Now am blaming one of my former corpmates for getting me to taste out bling - he made me do it.
However, video making is a lot of work and not for everyone but usually get nice feedback.
While thinking on this topic, I have to agree that for the most part the PVP is the incentive to PVP however, a slight ISK gain for PVP could become an interesting dynamic.
The process that I came up with would be something like this.
The pilots that destroy a ship receive a payout equal to the cost of basic insurance distributed to each pilot based on the percentage of damage each pilot did.

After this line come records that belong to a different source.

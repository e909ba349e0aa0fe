pub mod board_metrics;
mod eval;
mod material;
mod position;

pub use eval::flip_eval_perspective;
pub use material::{
    cap_eval_by_material, game_phase, has_insufficient_material, majors, material_index, minors,
    non_pawn_material, side_has_insufficient_material, LIGHT_SQUARES,
};
pub use position::Position;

Using an uninsured Talos as an example,
Cost of Basic insurance is 2,369,696 ISK, if 3 pilots were involved in destroying the ship with damage at 60% for pilot 1, 35% for pilot 2, and 5% for pilot 3 the ISK would be distributed as the following.
Pilot 1 would get, 1,421,817.6 ISK
Pilot 2 would get, 829,393.6 ISK
Pilot 3 would get, 118,484.8 ISK
The Talos pilot would get 18,957,568 ISK for a payout of an uninsured ship.
By maintaining low payouts for the pilots who destroy the ships it would prevent gaming of the system to profit by destroying your alt.
In the above example the Talos costs, 55,786,162 ISK, the Platinum insurance costs 14,218176 ISK and the payout is 47,393,920 ISK for a differential of 33,174,744 ISK for the payout. Destroying the ship would net the alt 2,369,696 ISK for a total ISK distribution of 35,545,440 ISK. Down 20 million from the initial cost of the ship.
While this would inject more ISK into the game, it should be offset by the mineral sink.
Unfortunately, Eve is far too balanced and the proprietors do not care or wish to change anything that involves making things easier for players in the ways you mentioned.